Started by Jack P. — 2 years ago — 3 views
Working on bourbon distillery account with LG&E. Kentucky allows manufacturing exemption on electricity under KRS 139.480, but LG&E wants detailed breakdown of production vs. office/administrative usage. Form 51A102 filed but they're asking for engineering study. Seems excessive - anyone else run into this?
Same pushback from LG&E last year. They've gotten more strict since 2022. I ended up doing load analysis showing 78% production use. Took 3 months but got exemption approved. Saved client $31K annually.
Louisville area here too. LG&E definitely wants more documentation now. Distilleries should qualify easily though - mashing, fermentation, distillation all count as manufacturing under Kentucky regs.
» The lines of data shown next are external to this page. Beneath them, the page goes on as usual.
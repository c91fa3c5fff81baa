//! LLM client trait and the Ollama-protocol implementation.

use async_trait::async_trait;
use futures::{Stream, StreamExt};
use reqwest::Client;
use serde::{Deserialize, Serialize};
use serde_json::Value;
use std::pin::Pin;
use std::time::Duration;
use tokio::time::sleep;
use tracing::{debug, warn};

use crate::config::LlmConfig;
use crate::error::{Error, Result};

use super::types::{
    EmbedRequest, EmbedResponse, GenerateRequest, GenerateResponse, ModelInfo, StreamChunk,
    TokenUsage,
};

/// A stream of partial generation payloads.
pub type ChunkStream = Pin<Box<dyn Stream<Item = Result<StreamChunk>> + Send>>;

/// LLM client for generation and embeddings.
#[async_trait]
pub trait LlmClient: Send + Sync {
    /// Complete a prompt in one shot.
    async fn generate(&self, request: GenerateRequest) -> Result<GenerateResponse>;

    /// Complete a prompt as a stream of partial payloads terminated by a
    /// chunk with `done = true`.
    async fn generate_stream(&self, request: GenerateRequest) -> Result<ChunkStream>;

    /// Create embeddings for texts, order-preserving.
    async fn embed(&self, request: EmbedRequest) -> Result<EmbedResponse>;

    /// List models available on the server.
    async fn list_models(&self) -> Result<Vec<ModelInfo>>;

    /// Provider label for traces and errors.
    fn provider(&self) -> &str;
}

/// Retry policy for transient transport failures.
#[derive(Debug, Clone)]
pub struct RetryPolicy {
    pub max_attempts: u32,
    pub base_delay_ms: u64,
    pub backoff_factor: f64,
}

impl Default for RetryPolicy {
    fn default() -> Self {
        Self {
            max_attempts: 3,
            base_delay_ms: 200,
            backoff_factor: 2.0,
        }
    }
}

impl RetryPolicy {
    fn delay_for_attempt(&self, attempt: u32) -> Duration {
        let factor = self.backoff_factor.max(1.0).powi(attempt as i32);
        let millis = (self.base_delay_ms as f64 * factor).round().max(0.0) as u64;
        Duration::from_millis(millis)
    }

    /// Run `op` up to `max_attempts` times, backing off between transient
    /// failures. Deterministic errors surface immediately.
    pub async fn run<T, F, Fut>(&self, mut op: F) -> Result<T>
    where
        F: FnMut() -> Fut,
        Fut: std::future::Future<Output = Result<T>>,
    {
        let attempts = self.max_attempts.max(1);
        let mut last = None;
        for attempt in 0..attempts {
            match op().await {
                Ok(value) => return Ok(value),
                Err(e) if e.is_transient() && attempt + 1 < attempts => {
                    let delay = self.delay_for_attempt(attempt);
                    warn!(attempt, delay_ms = delay.as_millis() as u64, error = %e, "transient LLM failure, retrying");
                    sleep(delay).await;
                    last = Some(e);
                }
                Err(e) => return Err(e),
            }
        }
        Err(last.unwrap_or_else(|| Error::Internal("retry loop exhausted".into())))
    }
}

fn build_http_client(timeout_secs: u64) -> Result<Client> {
    Client::builder()
        .timeout(Duration::from_secs(timeout_secs))
        .build()
        .map_err(|e| Error::Config(format!("failed to build HTTP client: {}", e)))
}

/// Client for an Ollama-protocol LLM server.
///
/// Endpoints: `POST /api/generate`, `POST /api/embed`, `GET /api/tags`.
/// Streaming responses are newline-delimited JSON payloads terminated by a
/// payload with `"done": true`.
pub struct OllamaClient {
    config: LlmConfig,
    retry: RetryPolicy,
    http: Client,
}

impl OllamaClient {
    pub fn new(config: LlmConfig) -> Result<Self> {
        let http = build_http_client(config.timeout_secs)?;
        let retry = RetryPolicy {
            max_attempts: config.max_retries.max(1),
            ..RetryPolicy::default()
        };
        Ok(Self {
            config,
            retry,
            http,
        })
    }

    fn generate_url(&self) -> String {
        format!("{}/api/generate", self.config.base_url.trim_end_matches('/'))
    }

    fn embed_url(&self) -> String {
        format!("{}/api/embed", self.config.base_url.trim_end_matches('/'))
    }

    fn tags_url(&self) -> String {
        format!("{}/api/tags", self.config.base_url.trim_end_matches('/'))
    }

    fn wire_request(&self, request: &GenerateRequest, stream: bool) -> WireGenerateRequest {
        WireGenerateRequest {
            model: request
                .model
                .clone()
                .unwrap_or_else(|| self.config.model.clone()),
            prompt: request.prompt.clone(),
            system: request.system.clone(),
            stream,
            format: request.format.clone(),
            options: WireOptions {
                temperature: request.temperature,
                num_predict: request.max_tokens,
            },
        }
    }

    /// Classify an HTTP failure: 4xx is a deterministic API error, anything
    /// else is transient and retried.
    fn status_error(&self, status: reqwest::StatusCode, body: String) -> Error {
        let message = serde_json::from_str::<WireError>(&body)
            .map(|e| e.error)
            .unwrap_or(body);
        if status.is_client_error() {
            Error::llm_api(&self.config.provider, format!("{}: {}", status, message))
        } else {
            Error::LlmTransport(format!("{}: {}", status, message))
        }
    }

    async fn post_json<B: Serialize>(&self, url: &str, body: &B) -> Result<String> {
        let response = self
            .http
            .post(url)
            .json(body)
            .send()
            .await
            .map_err(|e| Error::LlmTransport(format!("request failed: {}", e)))?;

        let status = response.status();
        let text = response
            .text()
            .await
            .map_err(|e| Error::LlmTransport(format!("failed to read response: {}", e)))?;

        if !status.is_success() {
            return Err(self.status_error(status, text));
        }
        Ok(text)
    }
}

// Ollama wire types

#[derive(Debug, Serialize)]
struct WireGenerateRequest {
    model: String,
    prompt: String,
    #[serde(skip_serializing_if = "Option::is_none")]
    system: Option<String>,
    stream: bool,
    #[serde(skip_serializing_if = "Option::is_none")]
    format: Option<Value>,
    options: WireOptions,
}

#[derive(Debug, Serialize)]
struct WireOptions {
    #[serde(skip_serializing_if = "Option::is_none")]
    temperature: Option<f64>,
    #[serde(skip_serializing_if = "Option::is_none")]
    num_predict: Option<u32>,
}

#[derive(Debug, Deserialize)]
struct WireGenerateResponse {
    model: String,
    response: String,
    done: bool,
    #[serde(default)]
    prompt_eval_count: Option<u64>,
    #[serde(default)]
    eval_count: Option<u64>,
}

#[derive(Debug, Serialize)]
struct WireEmbedRequest {
    model: String,
    input: Vec<String>,
}

#[derive(Debug, Deserialize)]
struct WireEmbedResponse {
    model: String,
    embeddings: Vec<Vec<f32>>,
}

#[derive(Debug, Deserialize)]
struct WireTagsResponse {
    models: Vec<WireModel>,
}

#[derive(Debug, Deserialize)]
struct WireModel {
    name: String,
    #[serde(default)]
    size: Option<u64>,
    #[serde(default)]
    modified_at: Option<String>,
}

#[derive(Debug, Deserialize)]
struct WireError {
    error: String,
}

#[async_trait]
impl LlmClient for OllamaClient {
    async fn generate(&self, request: GenerateRequest) -> Result<GenerateResponse> {
        let url = self.generate_url();
        let wire = self.wire_request(&request, false);

        let body = self.retry.run(|| self.post_json(&url, &wire)).await?;

        let parsed: WireGenerateResponse = serde_json::from_str(&body)
            .map_err(|e| Error::LlmTransport(format!("malformed generate response: {}", e)))?;

        debug!(model = %parsed.model, chars = parsed.response.len(), "generate complete");
        Ok(GenerateResponse {
            text: parsed.response,
            model: parsed.model,
            usage: TokenUsage {
                prompt_tokens: parsed.prompt_eval_count.unwrap_or(0),
                completion_tokens: parsed.eval_count.unwrap_or(0),
            },
        })
    }

    async fn generate_stream(&self, request: GenerateRequest) -> Result<ChunkStream> {
        let url = self.generate_url();
        let wire = self.wire_request(&request, true);

        let response = self
            .http
            .post(&url)
            .json(&wire)
            .send()
            .await
            .map_err(|e| Error::LlmTransport(format!("request failed: {}", e)))?;

        let status = response.status();
        if !status.is_success() {
            let body = response.text().await.unwrap_or_default();
            return Err(self.status_error(status, body));
        }

        // Newline-delimited JSON; a network chunk may carry a partial line,
        // so carry the tail across chunks.
        let stream = response
            .bytes_stream()
            .map(|item| item.map_err(|e| Error::LlmTransport(format!("stream error: {}", e))));

        let parsed = futures::stream::unfold(
            (Box::pin(stream), String::new(), false),
            |(mut inner, mut buffer, finished)| async move {
                if finished {
                    return None;
                }
                loop {
                    if let Some(pos) = buffer.find('\n') {
                        let line: String = buffer.drain(..=pos).collect();
                        let line = line.trim();
                        if line.is_empty() {
                            continue;
                        }
                        return match serde_json::from_str::<WireGenerateResponse>(line) {
                            Ok(payload) => {
                                let chunk = StreamChunk {
                                    text: payload.response,
                                    done: payload.done,
                                };
                                let finished = chunk.done;
                                Some((Ok(chunk), (inner, buffer, finished)))
                            }
                            Err(e) => Some((
                                Err(Error::LlmTransport(format!(
                                    "malformed stream payload: {}",
                                    e
                                ))),
                                (inner, buffer, true),
                            )),
                        };
                    }
                    match inner.next().await {
                        Some(Ok(bytes)) => {
                            buffer.push_str(&String::from_utf8_lossy(&bytes));
                        }
                        Some(Err(e)) => return Some((Err(e), (inner, buffer, true))),
                        None => return None,
                    }
                }
            },
        );

        Ok(Box::pin(parsed))
    }

    async fn embed(&self, request: EmbedRequest) -> Result<EmbedResponse> {
        if request.texts.is_empty() {
            return Err(Error::validation("texts", "must not be empty"));
        }
        let url = self.embed_url();
        let wire = WireEmbedRequest {
            model: request
                .model
                .clone()
                .unwrap_or_else(|| self.config.embed_model.clone()),
            input: request.texts.clone(),
        };

        let body = self.retry.run(|| self.post_json(&url, &wire)).await?;

        let parsed: WireEmbedResponse = serde_json::from_str(&body)
            .map_err(|e| Error::LlmTransport(format!("malformed embed response: {}", e)))?;

        if parsed.embeddings.len() != request.texts.len() {
            return Err(Error::LlmTransport(format!(
                "embed count mismatch: sent {}, got {}",
                request.texts.len(),
                parsed.embeddings.len()
            )));
        }

        Ok(EmbedResponse {
            embeddings: parsed.embeddings,
            model: parsed.model,
        })
    }

    async fn list_models(&self) -> Result<Vec<ModelInfo>> {
        let url = self.tags_url();
        let body = self
            .retry
            .run(|| async {
                let response = self
                    .http
                    .get(&url)
                    .send()
                    .await
                    .map_err(|e| Error::LlmTransport(format!("request failed: {}", e)))?;
                let status = response.status();
                let text = response
                    .text()
                    .await
                    .map_err(|e| Error::LlmTransport(format!("failed to read response: {}", e)))?;
                if !status.is_success() {
                    return Err(self.status_error(status, text));
                }
                Ok(text)
            })
            .await?;

        let parsed: WireTagsResponse = serde_json::from_str(&body)
            .map_err(|e| Error::LlmTransport(format!("malformed tags response: {}", e)))?;

        Ok(parsed
            .models
            .into_iter()
            .map(|m| ModelInfo {
                name: m.name,
                size_bytes: m.size,
                modified_at: m.modified_at,
            })
            .collect())
    }

    fn provider(&self) -> &str {
        &self.config.provider
    }
}

/// Wrapper routing every call through the resource manager's LLM gate,
/// bounding concurrent in-flight requests.
pub struct GatedClient {
    inner: std::sync::Arc<dyn LlmClient>,
    gate: crate::resources::Pool<()>,
}

impl GatedClient {
    pub fn new(inner: std::sync::Arc<dyn LlmClient>, gate: crate::resources::Pool<()>) -> Self {
        Self { inner, gate }
    }
}

#[async_trait]
impl LlmClient for GatedClient {
    async fn generate(&self, request: GenerateRequest) -> Result<GenerateResponse> {
        let _handle = self.gate.acquire().await?;
        self.inner.generate(request).await
    }

    async fn generate_stream(&self, request: GenerateRequest) -> Result<ChunkStream> {
        let handle = self.gate.acquire().await?;
        let stream = self.inner.generate_stream(request).await?;
        // The guard rides the stream so the slot stays occupied until the
        // consumer drops it.
        Ok(Box::pin(stream.map(move |chunk| {
            let _held = &handle;
            chunk
        })))
    }

    async fn embed(&self, request: EmbedRequest) -> Result<EmbedResponse> {
        let _handle = self.gate.acquire().await?;
        self.inner.embed(request).await
    }

    async fn list_models(&self) -> Result<Vec<ModelInfo>> {
        let _handle = self.gate.acquire().await?;
        self.inner.list_models().await
    }

    fn provider(&self) -> &str {
        self.inner.provider()
    }
}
Charlotte perspective but similar issue with Duke Energy. Seems like utilities everywhere are being more careful about manufacturing exemptions. Document everything - production schedules, equipment specs, power usage logs.
North Dakota requires 75% production use minimum. Every state's different but the trend is definitely toward more documentation requirements. Worth the effort though - these exemptions can be huge savings.
Manufacturing exemptions remain one of the highest-value findings in commercial auditing. Document production usage carefully and be prepared for utility pushback. The regulatory trend is toward stricter verification, but legitimate manufacturing operations should prevail with proper documentation.